[Collected data entries]
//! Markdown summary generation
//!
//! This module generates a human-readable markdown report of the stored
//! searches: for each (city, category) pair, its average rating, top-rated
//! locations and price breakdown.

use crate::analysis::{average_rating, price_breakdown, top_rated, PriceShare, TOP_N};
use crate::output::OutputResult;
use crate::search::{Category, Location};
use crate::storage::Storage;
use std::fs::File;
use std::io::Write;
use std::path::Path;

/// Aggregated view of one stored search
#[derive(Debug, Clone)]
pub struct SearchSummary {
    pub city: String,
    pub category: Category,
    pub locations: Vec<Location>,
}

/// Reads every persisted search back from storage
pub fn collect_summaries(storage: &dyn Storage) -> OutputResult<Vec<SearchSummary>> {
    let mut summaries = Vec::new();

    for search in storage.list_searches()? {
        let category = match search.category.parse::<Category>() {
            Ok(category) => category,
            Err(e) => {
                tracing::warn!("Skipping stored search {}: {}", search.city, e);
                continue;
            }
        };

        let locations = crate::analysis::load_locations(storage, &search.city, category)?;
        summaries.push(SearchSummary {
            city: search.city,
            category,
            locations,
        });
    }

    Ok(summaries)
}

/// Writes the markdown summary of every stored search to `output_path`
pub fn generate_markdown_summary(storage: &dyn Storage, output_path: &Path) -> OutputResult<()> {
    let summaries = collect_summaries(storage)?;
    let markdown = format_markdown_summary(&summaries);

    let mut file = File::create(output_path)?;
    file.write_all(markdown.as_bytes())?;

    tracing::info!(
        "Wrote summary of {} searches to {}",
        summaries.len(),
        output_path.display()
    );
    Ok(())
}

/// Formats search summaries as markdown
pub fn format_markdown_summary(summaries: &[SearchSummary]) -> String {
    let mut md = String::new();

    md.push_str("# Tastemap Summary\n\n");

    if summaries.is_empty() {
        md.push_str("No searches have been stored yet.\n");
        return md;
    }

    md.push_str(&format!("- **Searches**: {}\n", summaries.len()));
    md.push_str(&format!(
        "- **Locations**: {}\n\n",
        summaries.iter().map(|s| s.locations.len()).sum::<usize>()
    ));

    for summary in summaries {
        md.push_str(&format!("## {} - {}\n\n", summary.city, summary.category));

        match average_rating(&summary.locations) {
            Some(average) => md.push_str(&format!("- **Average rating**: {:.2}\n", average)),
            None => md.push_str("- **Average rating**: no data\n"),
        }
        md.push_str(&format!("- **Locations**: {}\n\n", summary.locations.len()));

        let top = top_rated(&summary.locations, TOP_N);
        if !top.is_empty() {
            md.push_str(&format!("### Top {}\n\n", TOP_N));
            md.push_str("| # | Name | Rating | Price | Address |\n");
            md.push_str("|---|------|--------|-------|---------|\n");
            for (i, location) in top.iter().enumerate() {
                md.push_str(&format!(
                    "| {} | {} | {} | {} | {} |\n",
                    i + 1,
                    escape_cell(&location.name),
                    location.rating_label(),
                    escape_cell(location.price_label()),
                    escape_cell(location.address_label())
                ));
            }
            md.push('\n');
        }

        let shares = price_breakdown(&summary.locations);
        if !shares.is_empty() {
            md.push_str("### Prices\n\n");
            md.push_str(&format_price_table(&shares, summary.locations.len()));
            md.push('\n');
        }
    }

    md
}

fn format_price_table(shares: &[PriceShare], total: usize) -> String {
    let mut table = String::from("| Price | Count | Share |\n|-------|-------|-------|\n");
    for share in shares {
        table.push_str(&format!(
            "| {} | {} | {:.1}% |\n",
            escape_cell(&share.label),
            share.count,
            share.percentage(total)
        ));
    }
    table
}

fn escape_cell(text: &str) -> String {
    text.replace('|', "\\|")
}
==
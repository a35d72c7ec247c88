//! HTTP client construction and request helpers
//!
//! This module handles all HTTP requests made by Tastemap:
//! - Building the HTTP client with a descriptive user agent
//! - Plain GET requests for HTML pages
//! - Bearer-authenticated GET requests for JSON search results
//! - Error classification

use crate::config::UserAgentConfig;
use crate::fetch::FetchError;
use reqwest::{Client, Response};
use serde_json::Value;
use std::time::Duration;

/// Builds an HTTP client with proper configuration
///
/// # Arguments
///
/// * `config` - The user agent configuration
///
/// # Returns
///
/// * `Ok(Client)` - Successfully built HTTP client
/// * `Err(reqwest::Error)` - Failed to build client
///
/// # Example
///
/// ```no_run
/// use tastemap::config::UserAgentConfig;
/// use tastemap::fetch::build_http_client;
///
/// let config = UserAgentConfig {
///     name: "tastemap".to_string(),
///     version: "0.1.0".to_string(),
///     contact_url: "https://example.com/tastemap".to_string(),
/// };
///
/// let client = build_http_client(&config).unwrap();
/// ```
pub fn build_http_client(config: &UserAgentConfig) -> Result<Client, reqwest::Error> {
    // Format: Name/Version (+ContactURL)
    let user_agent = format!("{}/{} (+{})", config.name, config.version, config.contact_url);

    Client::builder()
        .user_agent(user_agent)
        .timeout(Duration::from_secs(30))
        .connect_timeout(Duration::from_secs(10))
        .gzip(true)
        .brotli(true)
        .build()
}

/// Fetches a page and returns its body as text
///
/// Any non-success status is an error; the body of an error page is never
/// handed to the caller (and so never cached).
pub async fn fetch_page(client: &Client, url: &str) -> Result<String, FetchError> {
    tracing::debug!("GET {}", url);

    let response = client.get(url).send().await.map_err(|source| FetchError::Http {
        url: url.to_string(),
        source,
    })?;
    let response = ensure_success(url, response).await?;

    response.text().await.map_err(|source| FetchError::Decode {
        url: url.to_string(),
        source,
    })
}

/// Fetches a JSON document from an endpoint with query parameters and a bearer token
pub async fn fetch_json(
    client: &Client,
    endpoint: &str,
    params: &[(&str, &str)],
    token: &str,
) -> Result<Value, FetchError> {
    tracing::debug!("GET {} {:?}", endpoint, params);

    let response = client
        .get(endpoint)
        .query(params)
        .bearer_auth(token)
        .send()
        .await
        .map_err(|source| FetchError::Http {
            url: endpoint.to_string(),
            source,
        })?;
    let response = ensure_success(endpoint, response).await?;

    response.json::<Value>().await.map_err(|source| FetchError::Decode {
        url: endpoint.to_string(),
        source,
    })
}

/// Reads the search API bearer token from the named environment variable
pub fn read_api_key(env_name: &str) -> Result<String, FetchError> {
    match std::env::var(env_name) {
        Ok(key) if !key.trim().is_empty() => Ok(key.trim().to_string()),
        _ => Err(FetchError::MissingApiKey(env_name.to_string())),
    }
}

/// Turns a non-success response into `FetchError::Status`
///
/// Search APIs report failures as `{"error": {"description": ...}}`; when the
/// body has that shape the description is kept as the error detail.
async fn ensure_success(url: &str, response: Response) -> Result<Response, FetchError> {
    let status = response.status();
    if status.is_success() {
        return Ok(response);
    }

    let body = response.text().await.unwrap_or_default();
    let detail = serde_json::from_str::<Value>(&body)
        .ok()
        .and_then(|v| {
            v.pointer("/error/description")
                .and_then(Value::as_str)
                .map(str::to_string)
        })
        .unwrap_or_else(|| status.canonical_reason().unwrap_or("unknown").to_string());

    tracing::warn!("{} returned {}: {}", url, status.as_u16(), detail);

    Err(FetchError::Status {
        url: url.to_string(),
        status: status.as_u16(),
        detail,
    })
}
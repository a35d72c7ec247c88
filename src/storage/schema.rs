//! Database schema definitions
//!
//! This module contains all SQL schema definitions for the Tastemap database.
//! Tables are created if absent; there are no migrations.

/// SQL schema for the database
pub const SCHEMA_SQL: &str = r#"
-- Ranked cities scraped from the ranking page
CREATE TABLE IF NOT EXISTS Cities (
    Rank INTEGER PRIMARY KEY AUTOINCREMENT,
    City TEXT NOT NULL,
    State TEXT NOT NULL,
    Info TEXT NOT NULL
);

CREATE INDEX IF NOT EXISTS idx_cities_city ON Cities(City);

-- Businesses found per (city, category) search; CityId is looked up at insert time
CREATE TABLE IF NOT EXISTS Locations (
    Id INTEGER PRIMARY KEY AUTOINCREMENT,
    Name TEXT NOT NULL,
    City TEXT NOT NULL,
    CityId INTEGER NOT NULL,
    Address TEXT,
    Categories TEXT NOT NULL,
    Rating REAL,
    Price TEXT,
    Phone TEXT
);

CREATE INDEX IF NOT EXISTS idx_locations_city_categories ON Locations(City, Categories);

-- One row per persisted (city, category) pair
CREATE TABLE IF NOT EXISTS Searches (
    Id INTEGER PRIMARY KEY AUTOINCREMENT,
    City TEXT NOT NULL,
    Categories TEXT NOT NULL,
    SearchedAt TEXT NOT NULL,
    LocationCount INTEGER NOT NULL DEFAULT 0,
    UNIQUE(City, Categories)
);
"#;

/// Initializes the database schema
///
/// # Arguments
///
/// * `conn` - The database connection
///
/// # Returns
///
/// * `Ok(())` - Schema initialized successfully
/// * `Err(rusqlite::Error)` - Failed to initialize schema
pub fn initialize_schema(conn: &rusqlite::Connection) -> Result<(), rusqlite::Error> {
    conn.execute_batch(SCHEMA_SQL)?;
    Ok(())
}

- _YOUR OBJECTIVE_
Lines containing the word "source" are to be located in the entries and copied.

- _EXERCISE OUTPUT_
    let response = client.get(url).send().await.map_err(|source| FetchError::Http {
        source,
    response.text().await.map_err(|source| FetchError::Decode {
        source,
        .map_err(|source| FetchError::Http {
            source,
    response.json::<Value>().await.map_err(|source| FetchError::Decode {
        source,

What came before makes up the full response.